ExpAfrica: Expedition Africa survivor

Team Red Ants in the Spionkop Nature Reserve. Photo by Aya Kubota

There will obviously be a lot of race reports to follow but in the mean time let me just say that this was the best adventure race that I have done in years! It will be difficult to rate all the ARs that I have done since 2001 in precise order but there were a couple that stand out and Expedition Africa 2013 now firmly forms part of those fond AR memories.

Team Red Ants in the Spionkop Nature Reserve. Photo by Aya Kubota

Why I liked it:

It was hard, very hard long technical legs, there was lots of technical hiking:

  • Scrambling up and down difficult mountain slopes and passes through uncharted terrain
  • Lots of hard kloofing and rock hopping

The paddling had everything:

  • Long night paddle (with fr!ggin 400m swim) over Woodstock dam
  • Long river paddle with interesting portages
  • Some serious rapids taking lots of casualties – we lost a paddle and had to finish the paddle with 3 paddles towing the one boat. Must say the rapids were great fun just wish we were more experienced at rapids – will have to look at that!
  • Big waves on Sterkfontein dam with five-metre visibility in the mist. I initially nailed the bearing we were paddling on, then upon hitting the other side misread the land that we could make out through the mist and headed off in a 90 deg wrong direction. Realised the error and finally made it into transition.

The mountain biking had an excellent mix of gravel roads, single track and even a bit of hike-a-bike. I know some people complain about the hike-a-bike but personally I have no problem with that as long as it forms part of the natural flow of a race which in this case it did.

Route Choices – In the words of Whackhead “Oh my greatness”.

This might have been one of the best races concerning different route choices and options to go around or over, safe and long or dangerous and short.
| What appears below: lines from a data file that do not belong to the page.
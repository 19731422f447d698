// SPDX-License-Identifier: AGPL-3.0-or-later
// Copyright (C) 2026 Vallés Puig, Ramon

//! Time-system parameterised week / day-of-week.
//!
//! [`GnssWeek<S>`] stores a validated [`WeekDay`] whose *meaning* is fixed by
//! the compile-time marker `S: TimeSystem`. Conversion to and from calendar
//! dates, cross-system conversion, serialisation and display are implemented
//! once, generically.

use chrono::NaiveDate;
use std::fmt;
use std::marker::PhantomData;

#[cfg(feature = "serde")]
use serde::{Deserialize, Deserializer, Serialize, Serializer};

use crate::epoch::{date_to_elapsed, weekday_to_date, WeekDay};
use crate::error::Result;
use crate::scales::TimeSystem;

/// A week and day of week on time system `S`.
///
/// `PhantomData` is zero-sized, so `GnssWeek<S>` is layout-identical to
/// [`WeekDay`].
#[derive(Debug, Copy, Clone, PartialEq, Eq, PartialOrd, Ord, Hash)]
pub struct GnssWeek<S: TimeSystem> {
    weekday: WeekDay,
    _system: PhantomData<S>,
}

impl<S: TimeSystem> GnssWeek<S> {
    // ── constructors ──────────────────────────────────────────────────

    /// Validate and build from raw week and day-of-week numbers.
    pub fn new(week: i64, day_of_week: i64) -> Result<Self> {
        WeekDay::new(week, day_of_week).map(Self::from_weekday)
    }

    /// Wrap an already validated pair.
    #[inline]
    pub const fn from_weekday(weekday: WeekDay) -> Self {
        Self {
            weekday,
            _system: PhantomData,
        }
    }

    /// Week containing `date`; fails if `date` precedes `S::EPOCH`.
    ///
    /// ```
    /// use chrono::NaiveDate;
    /// use gnsscal::{BdsWeek, GpsWeek};
    ///
    /// let date = NaiveDate::from_ymd_opt(2017, 5, 17).unwrap();
    /// assert_eq!(GpsWeek::from_date(date).unwrap().week(), 1949);
    /// assert_eq!(BdsWeek::from_date(date).unwrap().week(), 593);
    /// ```
    pub fn from_date(date: NaiveDate) -> Result<Self> {
        date_to_elapsed(date, S::EPOCH).map(Self::from_weekday)
    }

    // ── accessors ─────────────────────────────────────────────────────

    #[inline]
    pub const fn week(&self) -> i64 {
        self.weekday.week()
    }

    #[inline]
    pub const fn day_of_week(&self) -> u8 {
        self.weekday.day_of_week()
    }

    /// The untyped week / day-of-week pair.
    #[inline]
    pub const fn weekday(&self) -> WeekDay {
        self.weekday
    }

    /// Calendar date of this day.
    pub fn to_date(&self) -> Result<NaiveDate> {
        weekday_to_date(self.weekday, S::EPOCH)
    }

    /// Day 0 of the same week.
    #[inline]
    pub fn start_of_week(&self) -> Self {
        Self::from_weekday(self.weekday.first_day())
    }

    // ── cross-system conversion ───────────────────────────────────────

    /// Express the same calendar day on time system `T`.
    ///
    /// ```text
    /// self → NaiveDate → target
    /// ```
    ///
    /// Fails when the day lies before `T::EPOCH`.
    pub fn to<T: TimeSystem>(&self) -> Result<GnssWeek<T>> {
        GnssWeek::<T>::from_date(self.to_date()?)
    }
}

impl<S: TimeSystem> fmt::Display for GnssWeek<S> {
    fn fmt(&self, f: &mut fmt::Formatter<'_>) -> fmt::Result {
        write!(f, "{} week: {}", S::LABEL, self.weekday)
    }
}

impl<S: TimeSystem> From<GnssWeek<S>> for WeekDay {
    #[inline]
    fn from(value: GnssWeek<S>) -> Self {
        value.weekday
    }
}

impl<S: TimeSystem> From<GnssWeek<S>> for (i64, u8) {
    #[inline]
    fn from(value: GnssWeek<S>) -> Self {
        value.weekday.into()
    }
}

// ── Serde ─────────────────────────────────────────────────────────────────

#[cfg(feature = "serde")]
impl<S: TimeSystem> Serialize for GnssWeek<S> {
    fn serialize<Ser>(&self, serializer: Ser) -> std::result::Result<Ser::Ok, Ser::Error>
    where
        Ser: Serializer,
    {
        self.weekday.serialize(serializer)
    }
}

#[cfg(feature = "serde")]
impl<'de, S: TimeSystem> Deserialize<'de> for GnssWeek<S> {
    fn deserialize<D>(deserializer: D) -> std::result::Result<Self, D::Error>
    where
        D: Deserializer<'de>,
    {
        WeekDay::deserialize(deserializer).map(Self::from_weekday)
    }
}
As a navigator I just looove that. The last mountain in the end proved to be a bit of a bummer since most teams hit it at night with about 5m of visibility in the mist and since there were no paths or passes indicated on the maps you had to guess where you might be able to get down based on contour lines. And as everybody knows by now it has caused major havoc among the teams trying to get down that mountain getting cliffed out at each corner. In hindsight it would have been nice if Stephan had just drawn in a couple of the passes down the mountain on the map to take the guesswork out of the equation.
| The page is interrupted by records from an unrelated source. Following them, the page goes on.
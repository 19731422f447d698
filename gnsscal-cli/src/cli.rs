// SPDX-License-Identifier: AGPL-3.0-or-later
// Copyright (C) 2026 Vallés Puig, Ramon

use clap::{ArgAction, ArgGroup, Parser};

/// Convert Gregorian date to GNSS calendar, or vice versa.
#[derive(Parser, Debug)]
#[command(
    name = "gnsscal",
    version,
    about = "Convert Gregorian date to GNSS calendar, or vice versa"
)]
#[command(group(
    ArgGroup::new("input")
        .args(["date", "ydoy", "gpswd", "bdswd"])
        .multiple(false)
))]
pub struct Cli {
    /// Increase verbosity (-v info, -vv debug, -vvv trace).
    #[arg(short, long, action = ArgAction::Count)]
    pub verbose: u8,

    /// Year, month, day.
    #[arg(long, num_args = 3, value_names = ["YEAR", "MONTH", "DAY"], allow_negative_numbers = true)]
    pub date: Option<Vec<i32>>,

    /// Year, day of year.
    #[arg(long, num_args = 2, value_names = ["YEAR", "DOY"], allow_negative_numbers = true)]
    pub ydoy: Option<Vec<i32>>,

    /// GPS week, day of week.
    #[arg(long, num_args = 2, value_names = ["WEEK", "DOW"], allow_negative_numbers = true)]
    pub gpswd: Option<Vec<i64>>,

    /// BDS week, day of week.
    #[arg(long, num_args = 2, value_names = ["WEEK", "DOW"], allow_negative_numbers = true)]
    pub bdswd: Option<Vec<i64>>,
}

/// The day the user asked about, before it is resolved to a calendar date.
#[derive(Debug, Clone, Copy, PartialEq, Eq)]
pub enum Input {
    Date { year: i32, month: i32, day: i32 },
    YearDoy { year: i32, day_of_year: i32 },
    GpsWeek { week: i64, day_of_week: i64 },
    BdsWeek { week: i64, day_of_week: i64 },
    Today,
}

impl Cli {
    /// The selected input mode; clap guarantees at most one is present.
    pub fn input(&self) -> Input {
        if let Some(&[year, month, day]) = self.date.as_deref() {
            Input::Date { year, month, day }
        } else if let Some(&[year, day_of_year]) = self.ydoy.as_deref() {
            Input::YearDoy { year, day_of_year }
        } else if let Some(&[week, day_of_week]) = self.gpswd.as_deref() {
            Input::GpsWeek { week, day_of_week }
        } else if let Some(&[week, day_of_week]) = self.bdswd.as_deref() {
            Input::BdsWeek { week, day_of_week }
        } else {
            Input::Today
        }
    }
}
Scenic – well you don’t get more scenic than this. It’s such a pity the cameras couldn’t capture everything we had seen:

  • Top of Tugela falls (3rd highest waterfall in the world I think) looking out over the world below
  • The hike down Ifidi or Rockeries pass, both extremely spectacular passes with towering rock formations and dizzying drops
  • Snow-capped mountains
  • Kloofing through the dagga fields after the abseil

And about the abseil. Yes, maybe it was dangerous, but only if you’re not competent. The paddle through the rapids was far more dangerous for me than the abseil because I am not a very competent paddler and I need to work on it. Similar with the abseils, there were enough safety ropes leading up to the waterfalls and if you followed proper ropes procedures and worked together as a team, there was no reason to be unsafe. I enjoyed the abseils a lot !

This adventure race has lots of war stories, and that’s why we do it !

You don’t remember the easy ones. You remember the hard ones.

Remember: If it was easy any triathlete could have done it.

Thanx Stephan and Heidi – As always I’m in for next year !

Oh yes and as usual the organisation, transitions, transportation, briefing, prize giving and dinner was all up to the, by now, well known high Kinetic standards.